Chaque étape du plan reposait sur des solutions technologiques spécifiques. Par exemple, il était nécessaire de reconstruire les pipelines utilisés pour le pompage de la matière première chlorée et de mettre en place un traitement conjoint des sous-produits. Atteindre cet objectif offrait la perspective d'un effet synergique pour l'ensemble de l'industrie du pays. Rétablir les liens technologiques entre des entreprises disparates pourrait aider la Roumanie à devenir l'un des leaders de l'industrie pétrochimique de la région. Le pays fut autrefois un pionnier en Europe en matière de production pétrolière et avait développé un système performant de raffinage du pétrole et d'usines chimiques tout au long du XXe siècle.

Des mesures concrètes et des investissements importants

La stratégie d'Iakov Goldovskiy pour RAFO Onești a commencé à prendre forme grâce à une série d'actions ciblées. Son entreprise, Petrochemical Holding, a investi des ressources importantes dans le projet.

Ces ressources ont été consacrées aux objectifs suivants :

● Le remboursement intégral de la dette fiscale de 200 millions d'euros de l'établissement envers l'État comme étape obligatoire pour sortir du processus de réorganisation.

● Réhabilitation environnementale à grande échelle du territoire de l'installation pour éliminer 40 à 50 000 tonnes de déchets pétrochimiques.

● Mise en œuvre d'un programme de modernisation, comprenant l'installation d'une nouvelle station d'azote, d'une usine d'hydrogène et d'un système d'élimination du soufre au sein de l'installation. La voie ferrée a également été reconstruite pour soutenir la logistique.

● Préservation des équipements, car les réservoirs et les canalisations ont été remplis d'azote pour éviter la corrosion, permettant ainsi de maintenir l'infrastructure de l'installation en état de fonctionnement.

Un élément clé de la stratégie a été le lancement de la production de polyéthylène téréphtalate (PET). Ce produit connaît une forte demande constante, et sa production locale pourrait réduire considérablement la dépendance de la région aux importations. En 2024, les importations roumaines de plastiques et de produits en plastique ont atteint un niveau record. atteint 6.43 milliards de dollars. Ce chiffre illustre l'immense volume du marché, dont une partie pourrait être couverte par les PET produits localement.

Le projet prévoyait un cycle de production complet, allant du raffinage du pétrole à la production de produits finis à haute valeur ajoutée. Les banques internationales étaient prêtes à financer le programme, sous réserve de l'obtention de garanties d'État.

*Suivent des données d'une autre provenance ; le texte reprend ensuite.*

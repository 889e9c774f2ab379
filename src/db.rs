use std::str::FromStr;
use std::time::Duration;

use chrono::{DateTime, Utc};
use sqlx::sqlite::{SqliteConnectOptions, SqliteJournalMode, SqlitePoolOptions};
use sqlx::{Pool, Sqlite};
use tracing::{info, instrument};

use crate::auth::{AuthToken, DbUser, User};
use crate::error::{AppError, write_error};

const BUSY_TIMEOUT: Duration = Duration::from_secs(5);
const MAX_CONNECTIONS: u32 = 8;

#[cfg(not(test))]
const PASSWORD_HASH_COST: u32 = bcrypt::DEFAULT_COST;
#[cfg(test)]
const PASSWORD_HASH_COST: u32 = 4;

/// Opens the pool in WAL mode with foreign keys enforced. Writers wait up to
/// `BUSY_TIMEOUT` for the database lock instead of failing immediately.
#[instrument]
pub async fn connect(database_url: &str) -> Result<Pool<Sqlite>, AppError> {
    info!("Connecting to SQLite database");
    let options = SqliteConnectOptions::from_str(database_url)?
        .create_if_missing(true)
        .journal_mode(SqliteJournalMode::Wal)
        .foreign_keys(true)
        .busy_timeout(BUSY_TIMEOUT);

    let pool = SqlitePoolOptions::new()
        .max_connections(MAX_CONNECTIONS)
        .connect_with(options)
        .await?;

    Ok(pool)
}

#[instrument(skip(pool))]
pub async fn run_migrations(pool: &Pool<Sqlite>) -> Result<(), AppError> {
    info!("Running database migrations");
    sqlx::migrate!("./migrations").run(pool).await?;
    Ok(())
}

#[instrument(skip(pool))]
pub async fn ping(pool: &Pool<Sqlite>) -> Result<(), AppError> {
    sqlx::query("SELECT 1").execute(pool).await?;
    Ok(())
}

#[instrument(skip(pool))]
pub async fn get_user(pool: &Pool<Sqlite>, id: i64) -> Result<User, AppError> {
    info!("Fetching user by ID");
    let row = sqlx::query_as::<_, DbUser>(
        "SELECT id, email, password_hash, is_admin, created_at FROM users WHERE id = ?",
    )
    .bind(id)
    .fetch_optional(pool)
    .await?;

    match row {
        Some(user) => Ok(User::from(user)),
        _ => Err(AppError::NotFound(format!("user {} not found", id))),
    }
}

#[instrument(skip(pool))]
pub async fn count_users(pool: &Pool<Sqlite>) -> Result<i64, AppError> {
    let (count,): (i64,) = sqlx::query_as("SELECT COUNT(*) FROM users")
        .fetch_one(pool)
        .await?;
    Ok(count)
}

#[instrument(skip_all, fields(email))]
pub async fn create_user(
    pool: &Pool<Sqlite>,
    email: &str,
    password: &str,
    is_admin: bool,
) -> Result<User, AppError> {
    info!("Creating new user");

    let email = email.trim().to_lowercase();
    let hashed_password = bcrypt::hash(password, PASSWORD_HASH_COST)?;

    let row = sqlx::query_as::<_, DbUser>(
        "INSERT INTO users (email, password_hash, is_admin, created_at)
         VALUES (?, ?, ?, ?)
         RETURNING id, email, password_hash, is_admin, created_at",
    )
    .bind(&email)
    .bind(hashed_password)
    .bind(is_admin)
    .bind(Utc::now())
    .fetch_one(pool)
    .await
    .map_err(|e| write_error(e, &format!("user '{}' already exists", email), "invalid user"))?;

    Ok(User::from(row))
}

/// Returns the user when the password matches, `None` otherwise.
#[instrument(skip_all, fields(email))]
pub async fn authenticate_user(
    pool: &Pool<Sqlite>,
    email: &str,
    password: &str,
) -> Result<Option<User>, AppError> {
    info!("Authenticating user");
    let row = sqlx::query_as::<_, DbUser>(
        "SELECT id, email, password_hash, is_admin, created_at FROM users WHERE email = ?",
    )
    .bind(email.trim().to_lowercase())
    .fetch_optional(pool)
    .await?;

    match row {
        Some(row) => match bcrypt::verify(password, &row.password_hash) {
            Ok(true) => Ok(Some(User::from(row))),
            _ => Ok(None),
        },
        None => Ok(None),
    }
}

#[instrument(skip(pool, token))]
pub async fn create_auth_token(
    pool: &Pool<Sqlite>,
    user_id: i64,
    token: &str,
    expires_at: DateTime<Utc>,
) -> Result<i64, AppError> {
    info!("Creating auth token");

    let res = sqlx::query(
        "INSERT INTO auth_tokens (user_id, token, created_at, expires_at) VALUES (?, ?, ?, ?)",
    )
    .bind(user_id)
    .bind(token)
    .bind(Utc::now())
    .bind(expires_at)
    .execute(pool)
    .await?;

    Ok(res.last_insert_rowid())
}

#[instrument(skip(pool, token))]
pub async fn get_auth_token(pool: &Pool<Sqlite>, token: &str) -> Result<AuthToken, AppError> {
    let row = sqlx::query_as::<_, AuthToken>(
        "SELECT id, user_id, token, created_at, expires_at FROM auth_tokens WHERE token = ?",
    )
    .bind(token)
    .fetch_optional(pool)
    .await?;

    match row {
        Some(token) => Ok(token),
        _ => Err(AppError::Authentication("invalid token".to_string())),
    }
}

#[instrument(skip(pool, token))]
pub async fn revoke_auth_token(pool: &Pool<Sqlite>, token: &str) -> Result<(), AppError> {
    info!("Revoking auth token");

    sqlx::query("DELETE FROM auth_tokens WHERE token = ?")
        .bind(token)
        .execute(pool)
        .await?;

    Ok(())
}

#[instrument(skip(pool))]
pub async fn purge_expired_tokens(pool: &Pool<Sqlite>) -> Result<u64, AppError> {
    let result = sqlx::query("DELETE FROM auth_tokens WHERE expires_at < ?")
        .bind(Utc::now())
        .execute(pool)
        .await?;

    Ok(result.rows_affected())
}
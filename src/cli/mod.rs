//! CLI command handling
//!
//! Runs the inspector commands and formats their output. `inspect` prints a
//! single JSON document on stdout; diagnostics go to the log.

mod session;

pub use session::{BreakpointSpec, LiveSession};

use std::path::PathBuf;
use std::sync::Arc;

use colored::Colorize;
use serde::Serialize;

use crate::commands::Commands;
use crate::common::config::Config;
use crate::common::{Error, Result};
use crate::dap::StoppedEventBody;
use crate::inspect::{
    AdapterFactory, DebugChannel, EvaluateOutcome, InspectError, InspectionService,
    ListVariablesParams, RuntimeAdapter, ScopeFilter, SessionEvent, SetVariableOutcome,
    SetVariableParams, StreamOutcome, StreamParams, VariableListing,
};
use crate::runtime;
use crate::testing;

/// Dispatch a CLI command
pub async fn dispatch(command: Commands, config: &Config) -> Result<()> {
    match command {
        Commands::Inspect {
            program,
            args,
            adapter,
            breakpoints,
            depth,
            children,
            scope,
            include_expensive,
            assignments,
            expressions,
            stream,
        } => {
            let request = InspectRequest {
                list: ListVariablesParams {
                    max_depth: depth,
                    max_children: children,
                    include_expensive: include_expensive.then_some(true),
                    scope_filter: scope,
                    ..Default::default()
                },
                assignments,
                expressions,
                stream,
            };

            let program = program.canonicalize().unwrap_or(program);
            let mut session =
                LiveSession::launch(config, &program, args, adapter, &breakpoints).await?;
            let result = inspect_paused(config, &mut session, request).await;
            session.shutdown().await;

            let report = result?;
            println!("{}", serde_json::to_string_pretty(&report)?);
            Ok(())
        }

        Commands::Test { scenarios, verbose } => run_tests(&scenarios, verbose).await,

        Commands::Types => {
            print_types(config)?;
            Ok(())
        }
    }
}

/// What to do once the program has paused
struct InspectRequest {
    list: ListVariablesParams,
    assignments: Vec<String>,
    expressions: Vec<String>,
    stream: Option<PathBuf>,
}

/// Per-item result, so one failed expression does not hide the others
#[derive(Serialize)]
#[serde(rename_all = "snake_case")]
enum Outcome<T> {
    Ok(T),
    Error(InspectError),
}

impl<T> From<std::result::Result<T, InspectError>> for Outcome<T> {
    fn from(result: std::result::Result<T, InspectError>) -> Self {
        match result {
            Ok(value) => Self::Ok(value),
            Err(e) => Self::Error(e),
        }
    }
}

#[derive(Serialize)]
struct Labeled<T> {
    input: String,
    #[serde(flatten)]
    outcome: Outcome<T>,
}

#[derive(Serialize)]
struct InspectReport {
    session_type: String,
    runtime: &'static str,
    stop_reason: String,
    #[serde(skip_serializing_if = "Vec::is_empty")]
    assignments: Vec<Labeled<SetVariableOutcome>>,
    #[serde(skip_serializing_if = "Option::is_none")]
    listing: Option<VariableListing>,
    #[serde(skip_serializing_if = "Option::is_none")]
    stream: Option<StreamOutcome>,
    #[serde(skip_serializing_if = "Vec::is_empty")]
    evaluations: Vec<Labeled<EvaluateOutcome>>,
}

async fn inspect_paused(
    config: &Config,
    session: &mut LiveSession,
    request: InspectRequest,
) -> Result<InspectReport> {
    let stop = session.wait_stopped().await?;
    tracing::info!(reason = %stop.reason, thread = ?stop.thread_id, "Program paused");

    let service = InspectionService::new(AdapterFactory::from_config(config)?);
    let channel: Arc<dyn DebugChannel> = session.channel();
    let session_id = session.info().id.clone();
    service.register_session(
        session.info().clone(),
        channel,
        Some(session.capabilities().clone()),
    );
    let adapter = service.adapter(&session_id)?;
    adapter.handle_event(SessionEvent::Stopped {
        thread_id: stop.thread_id,
    });

    let mut report = InspectReport {
        session_type: session.info().session_type.clone(),
        runtime: adapter.hooks().info().id,
        stop_reason: stop_reason(&stop),
        assignments: Vec::new(),
        listing: None,
        stream: None,
        evaluations: Vec::new(),
    };

    for assignment in &request.assignments {
        let outcome = assign(&adapter, assignment).await;
        forward_events(&service, &session_id, session);
        report.assignments.push(Labeled {
            input: assignment.clone(),
            outcome: outcome.into(),
        });
    }

    match request.stream {
        Some(output_path) => {
            let outcome = adapter
                .stream_variables(StreamParams {
                    output_path,
                    list: request.list,
                })
                .await?;
            tracing::info!(
                path = %outcome.output_path.display(),
                variables = outcome.variable_count,
                "Variables streamed"
            );
            report.stream = Some(outcome);
        }
        None => report.listing = Some(adapter.list_variables(request.list).await?),
    }
    forward_events(&service, &session_id, session);

    for expression in &request.expressions {
        let outcome = adapter.evaluate_expression(expression, None).await;
        forward_events(&service, &session_id, session);
        report.evaluations.push(Labeled {
            input: expression.clone(),
            outcome: outcome.into(),
        });
    }

    service.dispose_all();
    Ok(report)
}

async fn assign(
    adapter: &RuntimeAdapter,
    assignment: &str,
) -> std::result::Result<SetVariableOutcome, InspectError> {
    let (name, value) = assignment.split_once('=').ok_or_else(|| {
        InspectError::invalid_params(format!("expected name=value, got '{assignment}'"))
    })?;
    adapter
        .set_variable(SetVariableParams {
            name: name.trim().to_string(),
            value: value.trim().to_string(),
            ..Default::default()
        })
        .await
}

/// Hand adapter events that arrived mid-request to the inspection service
fn forward_events(service: &InspectionService, session_id: &str, session: &mut LiveSession) {
    for event in session.drain_events() {
        if let Some(signal) = SessionEvent::from_dap(&event) {
            tracing::debug!(?signal, "Forwarding session event");
            service.handle_event(session_id, signal);
        }
    }
}

fn stop_reason(stop: &StoppedEventBody) -> String {
    match &stop.description {
        Some(description) => format!("{} ({description})", stop.reason),
        None => stop.reason.clone(),
    }
}

async fn run_tests(scenarios: &[PathBuf], verbose: bool) -> Result<()> {
    let mut failed = Vec::new();
    for path in scenarios {
        let result = testing::run_scenario(path, verbose).await?;
        if !result.passed {
            failed.push(result.name);
        }
    }

    let passed = scenarios.len() - failed.len();
    println!(
        "{} {} passed, {} failed",
        "Summary:".blue().bold(),
        passed.to_string().green(),
        failed.len().to_string().red()
    );

    if failed.is_empty() {
        Ok(())
    } else {
        Err(Error::TestAssertion(format!(
            "failed scenarios: {}",
            failed.join(", ")
        )))
    }
}

fn print_types(config: &Config) -> Result<()> {
    println!("Runtimes:");
    for info in runtime::all_runtimes() {
        println!("  {:<10} {}", info.id, info.name);
        println!("  {:<10} {}", "", info.description.dimmed());
        println!("  {:<10} session types: {}", "", info.session_types.join(", "));
    }

    let factory = AdapterFactory::from_config(config)?;
    let builtin: Vec<&str> = runtime::all_runtimes()
        .iter()
        .flat_map(|info| info.session_types.iter().copied())
        .collect();
    let aliases: Vec<String> = factory
        .supported_types()
        .into_iter()
        .filter(|t| !builtin.contains(&t.as_str()))
        .collect();
    if !aliases.is_empty() {
        println!();
        println!("Configured aliases: {}", aliases.join(", "));
    }

    println!();
    println!("Scope filters: {}", scope_filters());
    Ok(())
}

fn scope_filters() -> String {
    [
        ScopeFilter::All,
        ScopeFilter::Local,
        ScopeFilter::Closure,
        ScopeFilter::Global,
    ]
    .iter()
    .map(ToString::to_string)
    .collect::<Vec<_>>()
    .join(", ")
}
//! Transport and infrastructure error types
//!
//! These cover everything below the inspection core: talking to the adapter
//! process, reading configuration, serialization. The inspection core maps
//! them into [`crate::inspect::InspectError`] before they reach a caller.

use std::io;
use thiserror::Error;

/// Result type alias using our Error type
pub type Result<T> = std::result::Result<T, Error>;

/// Low-level error type for adapter transport, config and IO
#[derive(Error, Debug)]
pub enum Error {
    // === Session Errors ===
    #[error("Session terminated unexpectedly: {0}")]
    SessionTerminated(String),

    // === Adapter Errors ===
    #[error("Debug adapter '{name}' not found. Searched: {searched}")]
    AdapterNotFound { name: String, searched: String },

    #[error("Debug adapter failed to start: {0}")]
    AdapterStartFailed(String),

    #[error("Debug adapter crashed unexpectedly")]
    AdapterCrashed,

    // === DAP Protocol Errors ===
    #[error("DAP protocol error: {0}")]
    DapProtocol(String),

    #[error("DAP request '{command}' failed: {message}")]
    DapRequestFailed { command: String, message: String },

    #[error("DAP initialization failed: {0}")]
    DapInitFailed(String),

    #[error("Invalid breakpoint location: {0}")]
    InvalidLocation(String),

    // === Execution Errors ===
    #[error("Thread {0} not found")]
    ThreadNotFound(i64),

    #[error("Frame {0} not found")]
    FrameNotFound(i64),

    // === Timeout / Cancellation ===
    #[error("Operation timed out after {0} seconds")]
    Timeout(u64),

    #[error("Request was cancelled")]
    Cancelled,

    // === Configuration Errors ===
    #[error("Configuration error: {0}")]
    Config(String),

    #[error("Invalid configuration file: {0}")]
    ConfigParse(String),

    // === IO Errors ===
    #[error("IO error: {0}")]
    Io(#[from] io::Error),

    #[error("Failed to read file '{path}': {error}")]
    FileRead { path: String, error: String },

    // === Serialization Errors ===
    #[error("JSON error: {0}")]
    Json(#[from] serde_json::Error),

    // === Inspection Errors ===
    #[error(transparent)]
    Inspection(#[from] crate::inspect::InspectError),

    // === Test Errors ===
    #[error("Test assertion failed: {0}")]
    TestAssertion(String),

    // === Internal Errors ===
    #[error("Internal error: {0}")]
    Internal(String),
}

impl Error {
    /// Create an adapter not found error with search paths
    pub fn adapter_not_found<S: AsRef<str>>(name: &str, paths: &[S]) -> Self {
        Self::AdapterNotFound {
            name: name.to_string(),
            searched: paths.iter().map(|s| s.as_ref()).collect::<Vec<_>>().join(", "),
        }
    }

    /// Create a DAP request failed error
    pub fn dap_request_failed(command: &str, message: &str) -> Self {
        Self::DapRequestFailed {
            command: command.to_string(),
            message: message.to_string(),
        }
    }

}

Une opportunité perdue pour la région

Le projet de modernisation proposé par l'investisseur ne prévoyait pas une simple remise en service des installations, mais une transformation complète. Il prévoyait l'introduction de nouvelles technologies et même l'installation de parcs solaires sur une partie du territoire des centrales. Sa mise en œuvre réussie contribuerait à créer de nouveaux emplois et à préserver l'emploi de 1 500 travailleurs hautement qualifiés.

Une fois pleinement opérationnelle, l'usine pourrait générer des recettes annuelles substantielles pour le budget de l'État grâce aux impôts et aux droits d'accise. Cependant, ce potentiel est resté inexploité après la saisie des actifs de l'entreprise en 2015, initiée par l'ANAF (l'administration fiscale locale) suite à la condamnation pénale d'un actionnaire minoritaire détenant moins de 2 % des actions de l'entreprise par l'intermédiaire de Tender SA.

Au lieu d'un pôle industriel relancé, la région a hérité d'une usine désaffectée et a subi un exode de main-d'œuvre qualifiée. La tendance à la stagnation économique s'est poursuivie : la population d'Onesti a diminué de 44 % depuis 1992, et le chômage dans le département de Bacău a atteint 5.4 %.

L’histoire du projet d’Iakov Goldovskiy pour RAFO Onești est un exemple classique de la manière dont la vision industrielle stratégique entre en collision avec les barrières bureaucratiques et juridiques étatiques, entraînant des pertes économiques importantes pour des régions entières.